═════ ENTRIES SUPPLIED

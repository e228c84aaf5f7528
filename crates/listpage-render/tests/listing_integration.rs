use listpage_core::{
	KeyFilter, LinkSettings, NoFilter, PaginationSettings, ParamKey, QueryKeys, Totals,
};
use listpage_render::{LinkRole, OutputMode, PageUrlTemplate, Pager, RequestUrl, generate_links};
use proptest::prelude::*;
use rstest::*;

#[fixture]
fn request() -> RequestUrl {
	RequestUrl::new(true, "shop.example.com", "/catalog/?category=tea&per_page=20&paged=2")
}

#[rstest]
fn test_viewing_text_round_trip() {
	let mut pager = Pager::from_url(
		"http://example.com/?per_page=5&paged=2",
		&PaginationSettings::default(),
		&NoFilter,
	)
	.unwrap();
	pager.setup_query(&Totals::from_count(12, 5));

	assert_eq!(pager.viewing_text().unwrap(), "Viewing 6 - 10 of a total of 12");
}

#[rstest]
fn test_every_link_keeps_per_page_and_other_params(request: RequestUrl) {
	let settings = PaginationSettings::default();
	let mut pager = Pager::from_url(&request.to_string(), &settings, &NoFilter).unwrap();
	pager.setup_query(&Totals::from_count(200, 20));

	let links = pager.links().unwrap();
	let current: Vec<_> = links.iter().filter(|l| l.is_current).collect();
	assert_eq!(current.len(), 1);
	assert_eq!(current[0].page, Some(2));

	for link in links.iter().filter(|l| l.role != LinkRole::Gap) {
		let url = url::Url::parse(link.url.as_deref().unwrap()).unwrap();
		let pairs: Vec<(String, String)> = url.query_pairs().into_owned().collect();
		assert!(pairs.contains(&("per_page".to_string(), "20".to_string())));
		assert!(pairs.contains(&("category".to_string(), "tea".to_string())));
		assert!(pairs.contains(&("paged".to_string(), link.page.unwrap().to_string())));
		assert_eq!(pairs.len(), 3);
		assert_eq!(url.path(), "/catalog/");
		assert_eq!(url.scheme(), "https");
	}
}

#[rstest]
fn test_two_listings_on_one_page_do_not_collide() {
	let url = "http://example.com/?paged=3&a_paged=2&a_per_page=4";
	let prefix_a = |_key: ParamKey, name: String| format!("a_{name}");

	let main = Pager::from_url(url, &PaginationSettings::default(), &NoFilter).unwrap();
	let side = Pager::from_url(url, &PaginationSettings::default(), &prefix_a).unwrap();

	assert_eq!(main.state().current_page(), 3);
	assert_eq!(main.state().per_page(), 10);
	assert_eq!(side.state().current_page(), 2);
	assert_eq!(side.state().per_page(), 4);

	// Each listing keeps the other's parameters in its links
	let side_url = side.template().url_for(1);
	assert!(side_url.contains("paged=3"));
	assert!(side_url.contains("a_paged=1"));
	assert_eq!(prefix_a.filter(ParamKey::Paged, "x".into()), "a_x");
}

#[rstest]
fn test_echo_mode_flag() {
	let settings = PaginationSettings::default();
	let mut pager = Pager::from_url("http://example.com/", &settings, &NoFilter).unwrap();
	pager.setup_query(&Totals::from_count(30, 10));

	let mut out = Vec::new();
	let returned = pager.paginate_links(OutputMode::from_flag("echo"), &mut out).unwrap();
	assert!(returned.is_none());
	let html = String::from_utf8(out).unwrap();
	assert_eq!(html.lines().count(), 4);
	assert!(html.starts_with(r#"<span aria-current="page" class="page-numbers current">1</span>"#));
}

#[rstest]
fn test_out_of_range_page_renders_without_current() {
	let settings = PaginationSettings::default();
	let mut pager = Pager::from_url("http://example.com/?paged=8", &settings, &NoFilter).unwrap();
	pager.setup_query(&Totals::from_count(25, 10));

	assert!(pager.state().is_out_of_range());
	assert_eq!(pager.viewing_text().unwrap(), "Viewing 71 - 25 of a total of 25");
	assert!(pager.links().unwrap().iter().all(|l| !l.is_current));
}

proptest! {
	#[test]
	fn prop_exactly_one_current_for_valid_pages(
		total_pages in 1usize..300,
		seed in 0usize..1000,
		show_all in any::<bool>(),
		end_size in 0usize..4,
		mid_size in 0usize..4,
	) {
		let current = seed % total_pages + 1;
		let template =
			PageUrlTemplate::new("http://example.com/", &QueryKeys::default(), 10).unwrap();
		let mut settings = LinkSettings::default().end_size(end_size).mid_size(mid_size);
		settings.show_all = show_all;

		let links = generate_links(current, total_pages, &template, &settings);
		let current_links: Vec<_> = links.iter().filter(|l| l.is_current).collect();

		prop_assert_eq!(current_links.len(), 1);
		prop_assert_eq!(current_links[0].page, Some(current));
		prop_assert_eq!(current_links[0].role, LinkRole::Current);

		// Gaps never touch each other
		for pair in links.windows(2) {
			prop_assert!(!(pair[0].role == LinkRole::Gap && pair[1].role == LinkRole::Gap));
		}

		// First and last pages are always reachable
		prop_assert!(links.iter().any(|l| l.page == Some(1) && l.is_numbered()));
		prop_assert!(links.iter().any(|l| l.page == Some(total_pages) && l.is_numbered()));
	}
}

#[rstest]
fn test_colliding_key_filter_keeps_pagination_navigable() {
	let same_name = |_key: ParamKey, _name: String| "p".to_string();
	let settings = PaginationSettings::default();
	let mut pager = Pager::from_url("http://example.com/?p=2", &settings, &same_name).unwrap();
	pager.setup_query(&Totals::from_count(50, 10));

	assert_eq!(pager.state().keys(), &QueryKeys::default());

	let next = url::Url::parse(&pager.template().url_for(3)).unwrap();
	let pairs: Vec<(String, String)> = next.query_pairs().into_owned().collect();
	assert_eq!(
		pairs,
		vec![
			("paged".to_string(), "3".to_string()),
			("p".to_string(), "2".to_string()),
			("per_page".to_string(), "10".to_string()),
		]
	);
}
//! Query-string key names and the override hook
//!
//! Two listings on the same page need different keys so their pagination
//! does not collide. Keys come from settings and may then be rewritten by
//! an embedding application through a [`KeyFilter`].

use serde::{Deserialize, Serialize};
use std::fmt;

/// Default key for the items-per-page parameter
pub const DEFAULT_PER_PAGE_KEY: &str = "per_page";

/// Default key for the current-page parameter
///
/// `page` is avoided because hosts commonly reserve it for their own routing.
pub const DEFAULT_PAGED_KEY: &str = "paged";

/// Identifies one of the two pagination parameters
#[derive(Debug, Clone, Copy, PartialEq, Eq, Hash, Serialize, Deserialize)]
#[serde(rename_all = "snake_case")]
pub enum ParamKey {
	PerPage,
	Paged,
}

impl fmt::Display for ParamKey {
	fn fmt(&self, f: &mut fmt::Formatter<'_>) -> fmt::Result {
		match self {
			Self::PerPage => write!(f, "per_page key"),
			Self::Paged => write!(f, "paged key"),
		}
	}
}

/// Override hook for parameter key names
///
/// Any `Fn(ParamKey, String) -> String` closure is a filter.
///
/// # Examples
///
/// ```
/// use listpage_core::keys::{ParamKey, QueryKeys};
///
/// let keys = QueryKeys::default().filtered(&|key: ParamKey, name: String| match key {
///     ParamKey::Paged => "books_page".to_string(),
///     ParamKey::PerPage => name,
/// });
/// assert_eq!(keys.paged, "books_page");
/// assert_eq!(keys.per_page, "per_page");
/// ```
pub trait KeyFilter {
	/// Returns the key name to use in place of `name`
	fn filter(&self, key: ParamKey, name: String) -> String;
}

impl<F> KeyFilter for F
where
	F: Fn(ParamKey, String) -> String,
{
	fn filter(&self, key: ParamKey, name: String) -> String {
		self(key, name)
	}
}

/// Filter that leaves key names untouched
#[derive(Debug, Clone, Copy, Default)]
pub struct NoFilter;

impl KeyFilter for NoFilter {
	fn filter(&self, _key: ParamKey, name: String) -> String {
		name
	}
}

/// The resolved query-string keys for one paginated listing
#[derive(Debug, Clone, PartialEq, Eq, Serialize, Deserialize)]
pub struct QueryKeys {
	pub per_page: String,
	pub paged: String,
}

impl Default for QueryKeys {
	fn default() -> Self {
		Self {
			per_page: DEFAULT_PER_PAGE_KEY.to_string(),
			paged: DEFAULT_PAGED_KEY.to_string(),
		}
	}
}

impl QueryKeys {
	pub fn new(per_page: impl Into<String>, paged: impl Into<String>) -> Self {
		Self {
			per_page: per_page.into(),
			paged: paged.into(),
		}
	}

	/// Returns the key name for `key`
	pub fn get(&self, key: ParamKey) -> &str {
		match key {
			ParamKey::PerPage => &self.per_page,
			ParamKey::Paged => &self.paged,
		}
	}

	/// Returns true if `name` is one of the two pagination keys
	pub fn contains(&self, name: &str) -> bool {
		self.per_page == name || self.paged == name
	}

	/// Runs both keys through `filter`
	///
	/// A filter returning an empty name is ignored for that key. If the
	/// filtered keys collide, both keys are left unfiltered.
	pub fn filtered(self, filter: &impl KeyFilter) -> Self {
		let filtered = Self {
			per_page: apply(filter, ParamKey::PerPage, self.per_page.clone()),
			paged: apply(filter, ParamKey::Paged, self.paged.clone()),
		};
		if filtered.per_page == filtered.paged {
			tracing::warn!(
				key = %filtered.paged,
				"key filter mapped both pagination keys to one name, keeping originals"
			);
			return self;
		}
		filtered
	}
}

fn apply(filter: &impl KeyFilter, key: ParamKey, name: String) -> String {
	let filtered = filter.filter(key, name.clone());
	if filtered.is_empty() {
		tracing::warn!(
			%key,
			original = %name,
			"key filter returned an empty name, keeping original"
		);
		name
	} else {
		if filtered != name {
			tracing::debug!(%key, from = %name, to = %filtered, "pagination key overridden");
		}
		filtered
	}
}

══════════

-- PROBLEM STATEMENT --
From the records above, state how many lines contain the word "that", and leave out everything else.

-- EXPECTED ANSWER --
2